EXTRACTED ENTRIES -
//! Renderer trait abstraction.

use kurbo::{Point, Size};
use peniko::Color;
use sitecraft_core::interaction::{HANDLE_HIT_TOLERANCE, hit_test_handles};
use sitecraft_core::{EditorSession, ElementId, ResizeDirection};
use thiserror::Error;

/// Renderer errors.
#[derive(Debug, Error)]
pub enum RendererError {
    #[error("No page to render")]
    NoPage,
}

/// Result type for renderer operations.
pub type RenderResult<T> = Result<T, RendererError>;

/// Grid display style.
#[derive(Debug, Clone, Copy, PartialEq, Eq, Default)]
pub enum GridStyle {
    /// No grid (plain background).
    None,
    /// Full grid lines.
    #[default]
    Lines,
    /// Only corner dots (.).
    Dots,
}

impl GridStyle {
    /// Cycle to the next grid style.
    pub fn next(self) -> Self {
        match self {
            GridStyle::None => GridStyle::Lines,
            GridStyle::Lines => GridStyle::Dots,
            GridStyle::Dots => GridStyle::None,
        }
    }

    /// Get display name for this grid style.
    pub fn name(self) -> &'static str {
        match self {
            GridStyle::None => "None",
            GridStyle::Lines => "Lines",
            GridStyle::Dots => "Dots",
        }
    }
}

/// What the canvas is rendered for.
#[derive(Debug, Clone, Copy, PartialEq, Eq, Default)]
pub enum RenderMode {
    /// Editing canvas: grid, guides and handles are drawn.
    #[default]
    Edit,
    /// Read-only preview; `page:` buttons are navigable.
    Preview,
}

/// Context for a single render frame.
pub struct RenderContext<'a> {
    /// The session whose current page is rendered.
    pub session: &'a EditorSession,
    /// Canvas size in CSS pixels.
    pub viewport_size: Size,
    pub mode: RenderMode,
    /// Background color.
    pub background_color: Color,
    /// Grid display style (edit mode only).
    pub grid_style: GridStyle,
    /// Grid pitch in canvas pixels.
    pub grid_size: f64,
    /// Selection outline and handle color.
    pub selection_color: Color,
    /// Alignment guide color.
    pub guide_color: Color,
}

impl<'a> RenderContext<'a> {
    /// Create a new render context.
    pub fn new(session: &'a EditorSession, viewport_size: Size) -> Self {
        Self {
            session,
            viewport_size,
            mode: RenderMode::Edit,
            background_color: Color::WHITE,
            grid_style: GridStyle::Lines,
            grid_size: session.config().grid_size,
            selection_color: Color::from_rgba8(59, 130, 246, 255), // Blue
            guide_color: Color::from_rgba8(236, 72, 153, 180),
        }
    }

    pub fn with_mode(mut self, mode: RenderMode) -> Self {
        self.mode = mode;
        self
    }

    /// Set the background color.
    pub fn with_background(mut self, color: Color) -> Self {
        self.background_color = color;
        self
    }

    /// Set the grid style.
    pub fn with_grid(mut self, style: GridStyle) -> Self {
        self.grid_style = style;
        self
    }

    pub fn with_selection_color(mut self, color: Color) -> Self {
        self.selection_color = color;
        self
    }

    pub fn with_guide_color(mut self, color: Color) -> Self {
        self.guide_color = color;
        self
    }

    pub fn is_preview(&self) -> bool {
        self.mode == RenderMode::Preview
    }
}

/// Trait for rendering backends.
pub trait Renderer {
    /// Build the output for a frame from the session's current page.
    fn build_scene(&mut self, ctx: &RenderContext);

    /// Get the background color (for clearing).
    fn background_color(&self, ctx: &RenderContext) -> Color {
        ctx.background_color
    }
}

/// What a pointer-down on the canvas landed on.
#[derive(Debug, Clone, Copy, PartialEq, Eq)]
pub enum CanvasHit {
    /// A resize handle of the selected element.
    Handle(ResizeDirection),
    Element(ElementId),
}

/// Find what lies under a canvas-space point: the selected element's
/// handles first, then the topmost element of the current page.
pub fn hit_test(session: &EditorSession, point: Point) -> Option<CanvasHit> {
    if let Some(selected) = session.selected_element() {
        if let Some(direction) = hit_test_handles(selected.position, point, HANDLE_HIT_TOLERANCE) {
            return Some(CanvasHit::Handle(direction));
        }
    }
    let elements: Vec<_> = session.current_page_elements().collect();
    elements
        .into_iter()
        .rev()
        .find(|el| el.position.contains(point))
        .map(|el| CanvasHit::Element(el.id))
}

/// Route a client-space pointer-down to the session: a handle starts a
/// resize, an element is selected and starts a drag, empty canvas clears
/// the selection. Nothing happens without a canvas surface.
pub fn dispatch_pointer_down(session: &mut EditorSession, pointer: Point) -> Option<CanvasHit> {
    let surface = session.interaction().surface()?;
    let hit = hit_test(session, surface.to_canvas(pointer));
    match hit {
        Some(CanvasHit::Handle(direction)) => {
            session.begin_resize(direction);
        }
        Some(CanvasHit::Element(id)) => {
            session.select_element(Some(id));
            session.begin_drag(id, pointer);
        }
        None => session.select_element(None),
    }
    hit
}

#[cfg(test)]
mod tests {
    use super::*;
    use sitecraft_core::{Bounds, CanvasSurface, ElementContent, NewElement};

    fn session() -> (EditorSession, ElementId, ElementId) {
        let mut session = EditorSession::default();
        session.workspace_mut().add_project("Site", "", "owner");
        session.set_canvas_surface(Some(CanvasSurface::new(Point::new(10.0, 10.0))));
        let page = session.current_page_id().unwrap();
        let below = session.add_element(NewElement::new(
            page,
            ElementContent::Container,
            Bounds::new(0.0, 0.0, 200.0, 200.0),
        ));
        let above = session.add_element(NewElement::new(
            page,
            ElementContent::Button("Go".into()),
            Bounds::new(50.0, 50.0, 100.0, 40.0),
        ));
        session.select_element(None);
        (session, below, above)
    }

    #[test]
    fn test_grid_style_cycle() {
        assert_eq!(GridStyle::None.next(), GridStyle::Lines);
        assert_eq!(GridStyle::Dots.next(), GridStyle::None);
        assert_eq!(GridStyle::Lines.name(), "Lines");
    }

    #[test]
    fn test_hit_test_topmost() {
        let (session, below, above) = session();
        assert_eq!(hit_test(&session, Point::new(60.0, 60.0)), Some(CanvasHit::Element(above)));
        assert_eq!(hit_test(&session, Point::new(10.0, 150.0)), Some(CanvasHit::Element(below)));
        assert_eq!(hit_test(&session, Point::new(500.0, 500.0)), None);
    }

    #[test]
    fn test_handles_win_for_selection() {
        let (mut session, below, _) = session();
        session.select_element(Some(below));
        assert_eq!(
            hit_test(&session, Point::new(200.0, 200.0)),
            Some(CanvasHit::Handle(ResizeDirection::SouthEast))
        );
    }

    #[test]
    fn test_pointer_down_starts_drag() {
        let (mut session, _, above) = session();
        let hit = dispatch_pointer_down(&mut session, Point::new(70.0, 70.0));
        assert_eq!(hit, Some(CanvasHit::Element(above)));
        assert_eq!(session.interaction().selected(), Some(above));
        assert!(session.interaction().is_dragging());
    }

    #[test]
    fn test_pointer_down_on_empty_canvas_deselects() {
        let (mut session, below, _) = session();
        session.select_element(Some(below));
        assert_eq!(dispatch_pointer_down(&mut session, Point::new(900.0, 900.0)), None);
        assert_eq!(session.interaction().selected(), None);
    }

    #[test]
    fn test_pointer_down_without_surface() {
        let (mut session, _, _) = session();
        session.set_canvas_surface(None);
        assert_eq!(dispatch_pointer_down(&mut session, Point::new(70.0, 70.0)), None);
        assert!(!session.interaction().is_interacting());
    }
}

WORK ITEM - Copy the lines above exactly, leaving every word as it is.

THE COMPLETED TASK -
//! Renderer trait abstraction.

use kurbo::{Point, Size};
use peniko::Color;
use sitecraft_core::interaction::{HANDLE_HIT_TOLERANCE, hit_test_handles};
use sitecraft_core::{EditorSession, ElementId, ResizeDirection};
use thiserror::Error;

/// Renderer errors.
#[derive(Debug, Error)]
pub enum RendererError {
    #[error("No page to render")]
    NoPage,
}

/// Result type for renderer operations.
pub type RenderResult<T> = Result<T, RendererError>;

/// Grid display style.
#[derive(Debug, Clone, Copy, PartialEq, Eq, Default)]
pub enum GridStyle {
    /// No grid (plain background).
    None,
    /// Full grid lines.
    #[default]
    Lines,
    /// Only corner dots (.).
    Dots,
}

impl GridStyle {
    /// Cycle to the next grid style.
    pub fn next(self) -> Self {
        match self {
            GridStyle::None => GridStyle::Lines,
            GridStyle::Lines => GridStyle::Dots,
            GridStyle::Dots => GridStyle::None,
        }
    }

    /// Get display name for this grid style.
    pub fn name(self) -> &'static str {
        match self {
            GridStyle::None => "None",
            GridStyle::Lines => "Lines",
            GridStyle::Dots => "Dots",
        }
    }
}

/// What the canvas is rendered for.
#[derive(Debug, Clone, Copy, PartialEq, Eq, Default)]
pub enum RenderMode {
    /// Editing canvas: grid, guides and handles are drawn.
    #[default]
    Edit,
    /// Read-only preview; `page:` buttons are navigable.
    Preview,
}

/// Context for a single render frame.
pub struct RenderContext<'a> {
    /// The session whose current page is rendered.
    pub session: &'a EditorSession,
    /// Canvas size in CSS pixels.
    pub viewport_size: Size,
    pub mode: RenderMode,
    /// Background color.
    pub background_color: Color,
    /// Grid display style (edit mode only).
    pub grid_style: GridStyle,
    /// Grid pitch in canvas pixels.
    pub grid_size: f64,
    /// Selection outline and handle color.
    pub selection_color: Color,
    /// Alignment guide color.
    pub guide_color: Color,
}

impl<'a> RenderContext<'a> {
    /// Create a new render context.
    pub fn new(session: &'a EditorSession, viewport_size: Size) -> Self {
        Self {
            session,
            viewport_size,
            mode: RenderMode::Edit,
            background_color: Color::WHITE,
            grid_style: GridStyle::Lines,
            grid_size: session.config().grid_size,
            selection_color: Color::from_rgba8(59, 130, 246, 255), // Blue
            guide_color: Color::from_rgba8(236, 72, 153, 180),
        }
    }

    pub fn with_mode(mut self, mode: RenderMode) -> Self {
        self.mode = mode;
        self
    }

    /// Set the background color.
    pub fn with_background(mut self, color: Color) -> Self {
        self.background_color = color;
        self
    }

    /// Set the grid style.
    pub fn with_grid(mut self, style: GridStyle) -> Self {
        self.grid_style = style;
        self
    }

    pub fn with_selection_color(mut self, color: Color) -> Self {
        self.selection_color = color;
        self
    }

    pub fn with_guide_color(mut self, color: Color) -> Self {
        self.guide_color = color;
        self
    }

    pub fn is_preview(&self) -> bool {
        self.mode == RenderMode::Preview
    }
}

/// Trait for rendering backends.
pub trait Renderer {
    /// Build the output for a frame from the session's current page.
    fn build_scene(&mut self, ctx: &RenderContext);

    /// Get the background color (for clearing).
    fn background_color(&self, ctx: &RenderContext) -> Color {
        ctx.background_color
    }
}

/// What a pointer-down on the canvas landed on.
#[derive(Debug, Clone, Copy, PartialEq, Eq)]
pub enum CanvasHit {
    /// A resize handle of the selected element.
    Handle(ResizeDirection),
    Element(ElementId),
}

/// Find what lies under a canvas-space point: the selected element's
/// handles first, then the topmost element of the current page.
pub fn hit_test(session: &EditorSession, point: Point) -> Option<CanvasHit> {
    if let Some(selected) = session.selected_element() {
        if let Some(direction) = hit_test_handles(selected.position, point, HANDLE_HIT_TOLERANCE) {
            return Some(CanvasHit::Handle(direction));
        }
    }
    let elements: Vec<_> = session.current_page_elements().collect();
    elements
        .into_iter()
        .rev()
        .find(|el| el.position.contains(point))
        .map(|el| CanvasHit::Element(el.id))
}

/// Route a client-space pointer-down to the session: a handle starts a
/// resize, an element is selected and starts a drag, empty canvas clears
/// the selection. Nothing happens without a canvas surface.
pub fn dispatch_pointer_down(session: &mut EditorSession, pointer: Point) -> Option<CanvasHit> {
    let surface = session.interaction().surface()?;
    let hit = hit_test(session, surface.to_canvas(pointer));
    match hit {
        Some(CanvasHit::Handle(direction)) => {
            session.begin_resize(direction);
        }
        Some(CanvasHit::Element(id)) => {
            session.select_element(Some(id));
            session.begin_drag(id, pointer);
        }
        None => session.select_element(None),
    }
    hit
}

#[cfg(test)]
mod tests {
    use super::*;
    use sitecraft_core::{Bounds, CanvasSurface, ElementContent, NewElement};

    fn session() -> (EditorSession, ElementId, ElementId) {
        let mut session = EditorSession::default();
        session.workspace_mut().add_project("Site", "", "owner");
        session.set_canvas_surface(Some(CanvasSurface::new(Point::new(10.0, 10.0))));
        let page = session.current_page_id().unwrap();
        let below = session.add_element(NewElement::new(
            page,
            ElementContent::Container,
            Bounds::new(0.0, 0.0, 200.0, 200.0),
        ));
        let above = session.add_element(NewElement::new(
            page,
            ElementContent::Button("Go".into()),
            Bounds::new(50.0, 50.0, 100.0, 40.0),
        ));
        session.select_element(None);
        (session, below, above)
    }

    #[test]
    fn test_grid_style_cycle() {
        assert_eq!(GridStyle::None.next(), GridStyle::Lines);
        assert_eq!(GridStyle::Dots.next(), GridStyle::None);
        assert_eq!(GridStyle::Lines.name(), "Lines");
    }

    #[test]
    fn test_hit_test_topmost() {
        let (session, below, above) = session();
        assert_eq!(hit_test(&session, Point::new(60.0, 60.0)), Some(CanvasHit::Element(above)));
        assert_eq!(hit_test(&session, Point::new(10.0, 150.0)), Some(CanvasHit::Element(below)));
        assert_eq!(hit_test(&session, Point::new(500.0, 500.0)), None);
    }

    #[test]
    fn test_handles_win_for_selection() {
        let (mut session, below, _) = session();
        session.select_element(Some(below));
        assert_eq!(
            hit_test(&session, Point::new(200.0, 200.0)),
            Some(CanvasHit::Handle(ResizeDirection::SouthEast))
        );
    }

    #[test]
    fn test_pointer_down_starts_drag() {
        let (mut session, _, above) = session();
        let hit = dispatch_pointer_down(&mut session, Point::new(70.0, 70.0));
        assert_eq!(hit, Some(CanvasHit::Element(above)));
        assert_eq!(session.interaction().selected(), Some(above));
        assert!(session.interaction().is_dragging());
    }

    #[test]
    fn test_pointer_down_on_empty_canvas_deselects() {
        let (mut session, below, _) = session();
        session.select_element(Some(below));
        assert_eq!(dispatch_pointer_down(&mut session, Point::new(900.0, 900.0)), None);
        assert_eq!(session.interaction().selected(), None);
    }

    #[test]
    fn test_pointer_down_without_surface() {
        let (mut session, _, _) = session();
        session.set_canvas_surface(None);
        assert_eq!(dispatch_pointer_down(&mut session, Point::new(70.0, 70.0)), None);
        assert!(!session.interaction().is_interacting());
    }
}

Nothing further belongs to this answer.